> [Task directions]
Output, without alteration, the first line of the entries and each line after it, stopping with the line that contains "empty or blank.".

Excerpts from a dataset

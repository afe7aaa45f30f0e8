//! Error types for the folderwatch core.
//!
//! Each failure domain of the watch service has its own error type so callers
//! can react precisely: arming a watch ([`WatchInitError`]), releasing one
//! ([`WatchTeardownError`]), and handing an event to the sink
//! ([`EventDeliveryError`]). [`MonitorError`] wraps them all for callers that
//! only need to propagate.

use std::io;
use std::path::PathBuf;

use thiserror::Error;

use crate::config::ConfigError;

/// Errors that can occur while arming a watch on a directory.
///
/// The manager never retries on these; it stays without a session and the
/// caller decides what to do next.
#[derive(Error, Debug)]
pub enum WatchInitError {
    /// The configured path is empty or blank.
    #[error("watch path is empty")]
    EmptyPath,

    /// The watch directory does not exist.
    #[error("watch directory does not exist: {0}")]
    NotFound(PathBuf),

    /// The path exists but is not a directory.
    #[error("watch path is not a directory: {0}")]
    NotADirectory(PathBuf),

    /// The directory cannot be read by this process.
    #[error("permission denied: {0}")]
    PermissionDenied(PathBuf),

    /// The OS refused another watch (e.g. inotify `max_user_watches`).
    #[error("OS watch limit reached while watching {0}")]
    WatchLimit(PathBuf),

    /// Resolving the path failed for another reason.
    #[error("failed to resolve {path}: {source}")]
    Io {
        path: PathBuf,
        #[source]
        source: io::Error,
    },

    /// The notify backend could not be created or armed.
    #[error("failed to create watcher for {path}: {source}")]
    Backend {
        path: PathBuf,
        #[source]
        source: notify::Error,
    },
}

impl WatchInitError {
    /// Classifies an I/O error raised while resolving `path`.
    pub(crate) fn from_io(path: PathBuf, source: io::Error) -> Self {
        match source.kind() {
            io::ErrorKind::NotFound => Self::NotFound(path),
            io::ErrorKind::PermissionDenied => Self::PermissionDenied(path),
            _ => Self::Io { path, source },
        }
    }

    /// Classifies an error raised by the notify backend while arming `path`.
    pub(crate) fn from_notify(path: PathBuf, source: notify::Error) -> Self {
        match &source.kind {
            notify::ErrorKind::PathNotFound => Self::NotFound(path),
            notify::ErrorKind::MaxFilesWatch => Self::WatchLimit(path),
            notify::ErrorKind::Io(e) if e.kind() == io::ErrorKind::NotFound => {
                Self::NotFound(path)
            }
            notify::ErrorKind::Io(e) if e.kind() == io::ErrorKind::PermissionDenied => {
                Self::PermissionDenied(path)
            }
            _ => Self::Backend { path, source },
        }
    }
}

/// Failure to release an OS watch handle.
///
/// Non-fatal: the session is considered closed regardless and the leaked
/// handle is reported rather than hidden.
#[derive(Error, Debug)]
#[error("failed to release watch on {path}: {source}")]
pub struct WatchTeardownError {
    /// Root of the session whose watch could not be released.
    pub path: PathBuf,
    #[source]
    pub source: notify::Error,
}

/// The sink refused an event.
///
/// Only the affected event is dropped; forwarding continues.
#[derive(Error, Debug, Clone, PartialEq, Eq)]
pub enum EventDeliveryError {
    /// The sink is no longer accepting events (e.g. its receiver was dropped).
    #[error("event sink closed")]
    Closed,

    /// The sink rejected the event for its own reasons.
    #[error("event sink rejected event: {0}")]
    Rejected(String),
}

/// Errors that can occur during monitor operations.
#[derive(Error, Debug)]
pub enum MonitorError {
    /// Configuration-related error.
    #[error("configuration error: {0}")]
    Config(#[from] ConfigError),

    /// A watch could not be armed.
    #[error("watch init error: {0}")]
    Init(#[from] WatchInitError),

    /// A watch could not be released.
    #[error("watch teardown error: {0}")]
    Teardown(#[from] WatchTeardownError),

    /// An event could not be handed to the sink.
    #[error("event delivery error: {0}")]
    Delivery(#[from] EventDeliveryError),

    /// File system I/O error.
    #[error("I/O error: {0}")]
    Io(#[from] io::Error),
}

/// A specialized `Result` type for monitor operations.
pub type Result<T> = std::result::Result<T, MonitorError>;
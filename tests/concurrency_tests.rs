//! Concurrency tests for the live store.
//!
//! These tests verify that:
//! - The store, its snapshots and the finder are `Send + Sync`
//! - Readers never observe a half-applied mutation
//! - Concurrent writers never lose an update

use lexner::{EntityFinder, EntityStore, LiteralUpdates, RegexUpdates, StoreSnapshot};
use std::sync::atomic::{AtomicBool, Ordering};
use std::sync::Arc;
use std::thread;

fn assert_send_sync<T: Send + Sync>() {}

fn single(category: &str, values: &[&str]) -> LiteralUpdates {
    let mut update = LiteralUpdates::new();
    update.insert(
        category.to_string(),
        values.iter().map(|v| v.to_string()).collect(),
    );
    update
}

// =============================================================================
// Thread Safety
// =============================================================================

#[test]
fn store_types_are_send_sync() {
    assert_send_sync::<EntityStore>();
    assert_send_sync::<StoreSnapshot>();
    assert_send_sync::<EntityFinder>();
}

// =============================================================================
// Atomic Visibility
// =============================================================================

#[test]
fn readers_see_whole_populates() {
    let finder = Arc::new(EntityFinder::new());
    let done = Arc::new(AtomicBool::new(false));

    let readers: Vec<_> = (0..4)
        .map(|_| {
            let finder = Arc::clone(&finder);
            let done = Arc::clone(&done);
            thread::spawn(move || {
                let mut checks = 0usize;
                while !done.load(Ordering::Acquire) || checks == 0 {
                    let result = finder.check_entities("a Focus and an Apple", None);
                    // Both categories arrive in one populate and leave in one
                    // delete, so they are seen together or not at all.
                    assert!(
                        result.is_empty() || result.len() == 2,
                        "partial state observed: {:?}",
                        result
                    );
                    checks += 1;
                }
                checks
            })
        })
        .collect();

    let mut both = single("cars", &["Focus"]);
    both.extend(single("fruits", &["Apple"]));
    let mut remove = single("cars", &[]);
    remove.extend(single("fruits", &[]));

    for _ in 0..200 {
        finder.populate_entities(&both, &RegexUpdates::new()).unwrap();
        finder.delete_entities(&remove).unwrap();
    }
    done.store(true, Ordering::Release);

    for reader in readers {
        assert!(reader.join().unwrap() > 0);
    }
}

#[test]
fn concurrent_writers_lose_nothing() {
    let store = Arc::new(EntityStore::new());

    let writers: Vec<_> = (0..8)
        .map(|i| {
            let store = Arc::clone(&store);
            thread::spawn(move || {
                for j in 0..25 {
                    let value = format!("value{}x{}", i, j);
                    store
                        .populate(&single("shared", &[value.as_str()]), &RegexUpdates::new())
                        .unwrap();
                }
            })
        })
        .collect();
    for writer in writers {
        writer.join().unwrap();
    }

    let snapshot = store.snapshot();
    let count = snapshot
        .category("shared")
        .and_then(|c| c.values())
        .map(|values| values.count())
        .unwrap_or(0);
    assert_eq!(count, 8 * 25);
}

#[test]
fn snapshot_is_stable_while_writers_run() {
    let store = Arc::new(EntityStore::new());
    store
        .populate(&single("cars", &["Focus"]), &RegexUpdates::new())
        .unwrap();
    let pinned = store.snapshot();

    let writer = {
        let store = Arc::clone(&store);
        thread::spawn(move || {
            for i in 0..100 {
                let value = format!("car{}", i);
                store
                    .populate(&single("cars", &[value.as_str()]), &RegexUpdates::new())
                    .unwrap();
            }
            store.delete(&single("cars", &[])).unwrap();
        })
    };
    writer.join().unwrap();

    assert_eq!(pinned.len(), 1);
    assert!(pinned.literal_categories("focus").is_some());
    assert!(pinned.literal_categories("car5").is_none());
    assert!(store.is_empty());
}

#[test]
fn shared_finder_checks_from_many_threads() {
    let finder = Arc::new(EntityFinder::new());
    let mut regexes = RegexUpdates::new();
    regexes.insert("alarms".into(), "A\\d{3}".into());
    finder
        .populate_entities(&single("cars", &["Focus", "Golf"]), &regexes)
        .unwrap();

    let handles: Vec<_> = ["Focus", "Golf", "A213", "nothing"]
        .into_iter()
        .map(|text| {
            let finder = Arc::clone(&finder);
            thread::spawn(move || finder.check_entities(text, None).len())
        })
        .collect();

    let counts: Vec<usize> = handles.into_iter().map(|h| h.join().unwrap()).collect();
    assert_eq!(counts, vec![1, 1, 1, 0]);
}
//! Byte/character offset handling.
//!
//! Rust string slicing and `regex` work in byte offsets, while every span
//! lexner reports to callers is in characters:
//!
//! ```text
//! Text: "a café, Focus"
//!
//!   byte:  a _ c a f [é] , _ F  o  c  u  s
//!          0 1 2 3 4 5-6 7 8 9 10 11 12 13
//!   char:  a _ c a f  é  , _ F  o  c  u  s
//!          0 1 2 3 4  5  6 7 8  9 10 11 12
//! ```
//!
//! [`SpanConverter`] precomputes both directions once per text so each
//! conversion is O(1).

/// Build a table where `map[byte_idx]` is the character index.
///
/// Bytes inside a multi-byte character map to that character.
#[must_use]
pub fn build_byte_to_char_map(text: &str) -> Vec<usize> {
    let mut map = vec![0usize; text.len() + 1];
    for (char_idx, (byte_idx, ch)) in text.char_indices().enumerate() {
        for slot in map.iter_mut().skip(byte_idx).take(ch.len_utf8()) {
            *slot = char_idx;
        }
    }
    map[text.len()] = text.chars().count();
    map
}

/// Build a table where `map[char_idx]` is the byte index.
#[must_use]
pub fn build_char_to_byte_map(text: &str) -> Vec<usize> {
    let mut map: Vec<usize> = text.char_indices().map(|(b, _)| b).collect();
    map.push(text.len());
    map
}

/// Converter for efficiently handling many offsets from the same text.
#[derive(Debug, Clone)]
pub struct SpanConverter {
    byte_to_char: Vec<usize>,
    char_to_byte: Vec<usize>,
    is_ascii: bool,
    len: usize,
}

impl SpanConverter {
    /// Create a converter for the given text.
    #[must_use]
    pub fn new(text: &str) -> Self {
        if text.is_ascii() {
            // Identity mapping
            Self {
                byte_to_char: Vec::new(),
                char_to_byte: Vec::new(),
                is_ascii: true,
                len: text.len(),
            }
        } else {
            Self {
                byte_to_char: build_byte_to_char_map(text),
                char_to_byte: build_char_to_byte_map(text),
                is_ascii: false,
                len: text.len(),
            }
        }
    }

    /// Convert byte offset to char offset (clamped to the end of the text).
    #[must_use]
    pub fn byte_to_char(&self, byte_idx: usize) -> usize {
        if self.is_ascii {
            byte_idx.min(self.len)
        } else {
            self.byte_to_char
                .get(byte_idx)
                .or_else(|| self.byte_to_char.last())
                .copied()
                .unwrap_or(0)
        }
    }

    /// Convert char offset to byte offset (clamped to the end of the text).
    #[must_use]
    pub fn char_to_byte(&self, char_idx: usize) -> usize {
        if self.is_ascii {
            char_idx.min(self.len)
        } else {
            self.char_to_byte
                .get(char_idx)
                .or_else(|| self.char_to_byte.last())
                .copied()
                .unwrap_or(0)
        }
    }
}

> [Exercise result]
repository afe7aaa45f30f0e8
//! Error types for the folderwatch core.
//!
//! Each failure domain of the watch service has its own error type so callers
//! can react precisely: arming a watch ([`WatchInitError`]), releasing one
//! ([`WatchTeardownError`]), and handing an event to the sink
//! ([`EventDeliveryError`]). [`MonitorError`] wraps them all for callers that
//! only need to propagate.

use std::io;
use std::path::PathBuf;

use thiserror::Error;

use crate::config::ConfigError;

/// Errors that can occur while arming a watch on a directory.
///
/// The manager never retries on these; it stays without a session and the
/// caller decides what to do next.
#[derive(Error, Debug)]
pub enum WatchInitError {
    /// The configured path is empty or blank.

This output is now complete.